** Opening DATASET EXCERPTS block **
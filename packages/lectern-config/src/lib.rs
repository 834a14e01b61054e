mod error;
mod types;

pub use error::{Error, Result};
pub use types::{
	Chunking, Config, EmbeddingProviderConfig, GenerationProviderConfig, Providers, Qdrant,
	RerankProviderConfig, Retrieval, Service, Storage,
};

use std::{fs, path::Path};

pub const GENERATION_PROVIDERS: [&str; 3] = ["openai", "gemini", "local"];

pub fn load(path: &Path) -> Result<Config> {
	let raw = fs::read_to_string(path)
		.map_err(|err| Error::ReadConfig { path: path.to_path_buf(), source: err })?;

	let mut cfg: Config = toml::from_str(&raw)
		.map_err(|err| Error::ParseConfig { path: path.to_path_buf(), source: err })?;

	normalize(&mut cfg);

	validate(&cfg)?;

	Ok(cfg)
}

pub fn validate(cfg: &Config) -> Result<()> {
	if cfg.service.log_level.trim().is_empty() {
		return Err(Error::Validation {
			message: "service.log_level must be non-empty.".to_string(),
		});
	}
	if cfg.storage.qdrant.url.trim().is_empty() {
		return Err(Error::Validation {
			message: "storage.qdrant.url must be non-empty.".to_string(),
		});
	}
	if cfg.storage.qdrant.collection.trim().is_empty() {
		return Err(Error::Validation {
			message: "storage.qdrant.collection must be non-empty.".to_string(),
		});
	}
	if cfg.storage.qdrant.vector_dim == 0 {
		return Err(Error::Validation {
			message: "storage.qdrant.vector_dim must be greater than zero.".to_string(),
		});
	}
	if cfg.providers.embedding.dimensions == 0 {
		return Err(Error::Validation {
			message: "providers.embedding.dimensions must be greater than zero.".to_string(),
		});
	}
	if cfg.providers.embedding.dimensions != cfg.storage.qdrant.vector_dim {
		return Err(Error::Validation {
			message: "providers.embedding.dimensions must match storage.qdrant.vector_dim."
				.to_string(),
		});
	}
	if cfg.providers.embedding.api_key.trim().is_empty() {
		return Err(Error::Validation {
			message: "providers.embedding.api_key must be non-empty.".to_string(),
		});
	}

	if let Some(rerank) = cfg.providers.rerank.as_ref()
		&& rerank.api_key.trim().is_empty()
	{
		return Err(Error::Validation {
			message: "providers.rerank.api_key must be non-empty.".to_string(),
		});
	}

	let generation = &cfg.providers.generation;

	if !GENERATION_PROVIDERS.contains(&generation.provider_id.as_str()) {
		return Err(Error::Validation {
			message: "providers.generation.provider_id must be one of openai, gemini, or local."
				.to_string(),
		});
	}
	if generation.provider_id != "local" && generation.api_key.trim().is_empty() {
		return Err(Error::Validation {
			message: "providers.generation.api_key must be non-empty for hosted providers."
				.to_string(),
		});
	}
	if !generation.temperature.is_finite() || generation.temperature < 0.0 {
		return Err(Error::Validation {
			message: "providers.generation.temperature must be a finite number, zero or greater."
				.to_string(),
		});
	}
	if generation.max_tokens == 0 {
		return Err(Error::Validation {
			message: "providers.generation.max_tokens must be greater than zero.".to_string(),
		});
	}

	if cfg.chunking.chunk_tokens == 0 {
		return Err(Error::Validation {
			message: "chunking.chunk_tokens must be greater than zero.".to_string(),
		});
	}
	if cfg.chunking.overlap_tokens >= cfg.chunking.chunk_tokens {
		return Err(Error::Validation {
			message: "chunking.overlap_tokens must be less than chunking.chunk_tokens.".to_string(),
		});
	}
	if cfg.chunking.tokenizer_repo.trim().is_empty() {
		return Err(Error::Validation {
			message: "chunking.tokenizer_repo must be a non-empty string.".to_string(),
		});
	}

	if cfg.retrieval.top_k == 0 {
		return Err(Error::Validation {
			message: "retrieval.top_k must be greater than zero.".to_string(),
		});
	}
	if cfg.retrieval.token_budget == 0 {
		return Err(Error::Validation {
			message: "retrieval.token_budget must be greater than zero.".to_string(),
		});
	}

	Ok(())
}

fn normalize(cfg: &mut Config) {
	// A [providers.rerank] section with a blank api_base disables reranking.
	if cfg.providers.rerank.as_ref().map(|rerank| rerank.api_base.trim().is_empty()).unwrap_or(false)
	{
		cfg.providers.rerank = None;
	}
}
use axum::{
    http::StatusCode,
    response::{IntoResponse, Response},
    Json,
};
use serde_json::json;
use thiserror::Error;
use tracing::{error, warn};

/// Error taxonomy for the HTTP surface. Every failure a handler can hit maps
/// onto one of these; the response body is always `{"error": <message>}`.
#[derive(Debug, Error)]
pub enum ApiError {
    /// Validation or integrity conflict (duplicate email, constraint race).
    #[error("{0}")]
    Conflict(String),

    #[error("{0}")]
    NotFound(&'static str),

    #[error("{0}")]
    Unauthorized(&'static str),

    /// Anything else from the store or the hasher.
    #[error("{0}")]
    Internal(String),
}

impl From<sqlx::Error> for ApiError {
    fn from(e: sqlx::Error) -> Self {
        if let sqlx::Error::Database(db) = &e {
            use sqlx::error::ErrorKind;
            if matches!(
                db.kind(),
                ErrorKind::UniqueViolation
                    | ErrorKind::ForeignKeyViolation
                    | ErrorKind::NotNullViolation
                    | ErrorKind::CheckViolation
            ) {
                return ApiError::Conflict(format!("integrity error: {}", db.message()));
            }
        }
        ApiError::Internal(format!("database error: {}", e))
    }
}

impl From<anyhow::Error> for ApiError {
    fn from(e: anyhow::Error) -> Self {
        ApiError::Internal(e.to_string())
    }
}

impl IntoResponse for ApiError {
    fn into_response(self) -> Response {
        let status = match self {
            ApiError::Conflict(_) => StatusCode::BAD_REQUEST,
            ApiError::NotFound(_) => StatusCode::NOT_FOUND,
            ApiError::Unauthorized(_) => StatusCode::UNAUTHORIZED,
            ApiError::Internal(_) => StatusCode::INTERNAL_SERVER_ERROR,
        };
        let message = self.to_string();
        if status.is_server_error() {
            error!(%status, %message, "request failed");
        } else {
            warn!(%status, %message, "request rejected");
        }
        (status, Json(json!({ "error": message }))).into_response()
    }
}
use sqlx::{FromRow, PgPool};

#[derive(Debug, Clone, FromRow)]
pub struct User {
    pub id: i32,
    pub email: String,
    pub name: String,
    pub password_hash: String,
}

/// Find a user by (already lower-cased) email.
pub async fn find_by_email(db: &PgPool, email: &str) -> Result<Option<User>, sqlx::Error> {
    sqlx::query_as::<_, User>(
        r#"
        SELECT id, email, name, password_hash
        FROM users
        WHERE email = $1
        "#,
    )
    .bind(email)
    .fetch_optional(db)
    .await
}

/// Insert a new user. The unique index on email is the last line of defense
/// against a concurrent registration with the same address.
pub async fn create(
    db: &PgPool,
    email: &str,
    name: &str,
    password_hash: &str,
) -> Result<User, sqlx::Error> {
    sqlx::query_as::<_, User>(
        r#"
        INSERT INTO users (email, name, password_hash)
        VALUES ($1, $2, $3)
        RETURNING id, email, name, password_hash
        "#,
    )
    .bind(email)
    .bind(name)
    .bind(password_hash)
    .fetch_one(db)
    .await
}

pub async fn list_all(db: &PgPool) -> Result<Vec<User>, sqlx::Error> {
    sqlx::query_as::<_, User>(
        r#"
        SELECT id, email, name, password_hash
        FROM users
        "#,
    )
    .fetch_all(db)
    .await
}
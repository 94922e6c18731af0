use anyhow::Context;
use serde::Deserialize;

#[derive(Debug, Clone, Deserialize)]
pub struct AppConfig {
    pub database_url: String,
}

impl AppConfig {
    pub fn from_env() -> anyhow::Result<Self> {
        let database_url = std::env::var("DATABASE_URL").context("DATABASE_URL is not set")?;
        Ok(Self { database_url })
    }
}
use axum::{
    extract::{Path, State},
    http::StatusCode,
    routing::{get, put},
    Json, Router,
};
use time::OffsetDateTime;
use tracing::{info, instrument};

use crate::{
    error::ApiError,
    state::AppState,
    tasks::{
        dto::{CreateTaskRequest, CreatedTaskResponse, FinalizedTaskResponse, TaskResponse},
        repo::{self, FinalizeChange, TaskStatus},
    },
};

pub fn routes() -> Router<AppState> {
    Router::new()
        .route("/tareas", get(list_tasks).post(create_task))
        .route("/tareas/finalizar/:id", put(finalize_task))
}

#[instrument(skip(state))]
pub async fn list_tasks(
    State(state): State<AppState>,
) -> Result<Json<Vec<TaskResponse>>, ApiError> {
    let tasks = repo::list_with_owner(&state.db).await?;
    Ok(Json(tasks.into_iter().map(TaskResponse::from).collect()))
}

#[instrument(skip(state, payload))]
pub async fn create_task(
    State(state): State<AppState>,
    Json(payload): Json<CreateTaskRequest>,
) -> Result<(StatusCode, Json<CreatedTaskResponse>), ApiError> {
    let task = repo::create(
        &state.db,
        &payload.title,
        &payload.description,
        payload.user_id,
        payload.expected_due_at,
    )
    .await?;

    info!(task_id = task.id, owner = ?task.owner_user_id, "task created");
    Ok((
        StatusCode::CREATED,
        Json(CreatedTaskResponse {
            message: "Tarea registrada exitosamente",
            id: task.id,
        }),
    ))
}

/// Finalize a task. Not idempotent: a repeat call overwrites `finalized_at`
/// with the new current time and recomputes the late/on-time status from it.
#[instrument(skip(state))]
pub async fn finalize_task(
    State(state): State<AppState>,
    Path(id): Path<i32>,
) -> Result<Json<FinalizedTaskResponse>, ApiError> {
    let task = repo::find_by_id(&state.db, id)
        .await?
        .ok_or(ApiError::NotFound("task not found"))?;

    let now = OffsetDateTime::now_utc();
    let change = FinalizeChange {
        finalized_at: now,
        status: TaskStatus::at_finalize(now, task.expected_due_at),
    };

    let task = repo::update_finalized(&state.db, id, change)
        .await?
        .ok_or(ApiError::NotFound("task not found"))?;

    info!(task_id = task.id, status = ?task.status, "task finalized");
    Ok(Json(FinalizedTaskResponse {
        message: "Tarea finalizada correctamente",
        id: task.id,
        status: task.status,
    }))
}
use std::sync::Arc;

use anyhow::Context;
use sqlx::{postgres::PgPoolOptions, PgPool};

use crate::config::AppConfig;

#[derive(Clone)]
pub struct AppState {
    pub db: PgPool,
    pub config: Arc<AppConfig>,
}

impl AppState {
    pub async fn init() -> anyhow::Result<Self> {
        let config = Arc::new(AppConfig::from_env()?);
        let db = PgPoolOptions::new()
            .max_connections(10)
            .connect(&config.database_url)
            .await
            .context("connect to database")?;
        Ok(Self { db, config })
    }

    pub fn from_parts(db: PgPool, config: Arc<AppConfig>) -> Self {
        Self { db, config }
    }
}
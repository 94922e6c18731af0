use axum::Router;

use crate::state::AppState;

mod dto;
pub mod handlers;
pub mod password;
pub mod repo;

pub fn router() -> Router<AppState> {
    handlers::routes()
}
//! Routes window changes and paged backend responses into a [`ReadCache`].

use std::collections::HashMap;

use log::{debug, info};

use crate::alignment::decode::{DecodeWarning, DecodedBatch, decode_batch};
use crate::alignment::record::{RawRead, ReadPage};
use crate::cache::ReadCache;
use crate::config::ViewConfig;
use crate::region::Region;
use crate::variant::{RawVariant, VariantError, VariantLayout, VariantPage, layout_variants};
use crate::view::ViewLevel;

/// State for one viewer: the read cache plus the responses of the current query.
#[derive(Debug)]
pub struct ReadSession {
    config: ViewConfig,
    cache: ReadCache,
    region: Option<Region>,
    level: ViewLevel,
    pending_reads: Vec<RawRead>,
    batch: DecodedBatch,
    pending_variants: Vec<RawVariant>,
    variants: VariantLayout,
    notices: Vec<DecodeWarning>,
}

impl ReadSession {
    pub fn new(config: ViewConfig) -> Self {
        Self {
            config,
            cache: ReadCache::new(),
            region: None,
            level: ViewLevel::Summary,
            pending_reads: Vec::new(),
            batch: DecodedBatch::default(),
            pending_variants: Vec::new(),
            variants: VariantLayout::default(),
            notices: Vec::new(),
        }
    }

    pub fn cache(&self) -> &ReadCache {
        &self.cache
    }

    pub fn config(&self) -> &ViewConfig {
        &self.config
    }

    pub fn region(&self) -> Option<&Region> {
        self.region.as_ref()
    }

    pub fn level(&self) -> ViewLevel {
        self.level
    }

    /// The most recent full decode of the current query's reads.
    pub fn batch(&self) -> &DecodedBatch {
        &self.batch
    }

    pub fn variants(&self) -> &VariantLayout {
        &self.variants
    }

    /// Move the view. Returns whether reads should be fetched for it.
    ///
    /// Responses for the previous view that are still in flight may keep
    /// arriving; the cache drops whatever no longer overlaps the window.
    pub fn set_view(&mut self, region: Region, level: ViewLevel) -> bool {
        self.cache.set_range(region.start, region.end, level.wants_bases());
        info!("view {region} at {level:?}: {} reads resident", self.cache.len());
        self.region = Some(region);
        self.level = level;
        self.pending_reads.clear();
        self.pending_variants.clear();
        level.wants_reads()
    }

    /// Take in one page of reads. Returns whether more pages are expected.
    ///
    /// The accumulated pages are decoded as one batch; reads not already
    /// resident at the current detail are added to the cache. When a batch
    /// holds the same id twice, the later record wins, even if the earlier one
    /// arrived in a previous page.
    pub fn receive_page(&mut self, page: ReadPage) -> bool {
        let more = page.has_more();
        self.pending_reads.extend(page.reads);
        self.batch = decode_batch(&self.pending_reads);

        for warning in &self.batch.warnings {
            if !self.notices.contains(warning) {
                self.notices.push(warning.clone());
            }
        }

        let mut last_index: HashMap<&str, usize> = HashMap::new();
        for (i, read) in self.batch.reads.iter().enumerate() {
            last_index.insert(read.id.as_str(), i);
        }

        let want_bases = self.cache.want_bases();
        let mut added = 0usize;
        for (i, read) in self.batch.reads.iter().enumerate() {
            if last_index.get(read.id.as_str()) != Some(&i) {
                continue;
            }
            // Already resident from this same record; a later duplicate replaces it.
            let same_record = self
                .cache
                .get(&read.id)
                .is_some_and(|resident| resident.index == read.index);
            if same_record && self.cache.has_read(&read.id, want_bases) {
                continue;
            }
            let read = if want_bases {
                read.clone()
            } else {
                read.clone().into_summary()
            };
            self.cache.add_or_update(read);
            added += 1;
        }
        debug!(
            "page of {} accumulated reads: {added} offered to cache, {} resident",
            self.pending_reads.len(),
            self.cache.len()
        );
        more
    }

    /// Take in one page of variants. Returns whether more pages are expected.
    pub fn receive_variant_page(&mut self, page: VariantPage) -> Result<bool, VariantError> {
        let more = page.next_page_token.as_deref().is_some_and(|t| !t.is_empty());
        self.pending_variants.extend(page.variants);
        self.variants = layout_variants(&self.pending_variants)?;
        Ok(more)
    }

    /// Pileup text at `position` from the current batch.
    pub fn pileup_summary(&self, position: u64) -> String {
        self.batch.base_stats.summary(position)
    }

    /// Alleles supported at `position` in the current batch.
    pub fn alleles(&self, position: u64) -> Option<(u8, u8)> {
        self.batch
            .base_stats
            .alleles(position, self.config.min_allele_fraction)
    }

    pub fn notices(&self) -> &[DecodeWarning] {
        &self.notices
    }

    /// Drain the user-facing notices.
    pub fn take_notices(&mut self) -> Vec<DecodeWarning> {
        std::mem::take(&mut self.notices)
    }

    /// Forget everything, including the cache window.
    pub fn clear(&mut self) {
        self.cache.clear();
        self.region = None;
        self.level = ViewLevel::Summary;
        self.pending_reads.clear();
        self.batch = DecodedBatch::default();
        self.pending_variants.clear();
        self.variants = VariantLayout::default();
        self.notices.clear();
    }
}

impl Default for ReadSession {
    fn default() -> Self {
        Self::new(ViewConfig::default())
    }
}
** Closing DATASET EXCERPTS block **
- [WHAT YOU WILL DO]: Find the string "HashMap" in the lines above and count those lines. Give only that count.

- [COMPLETED EXERCISE]: 2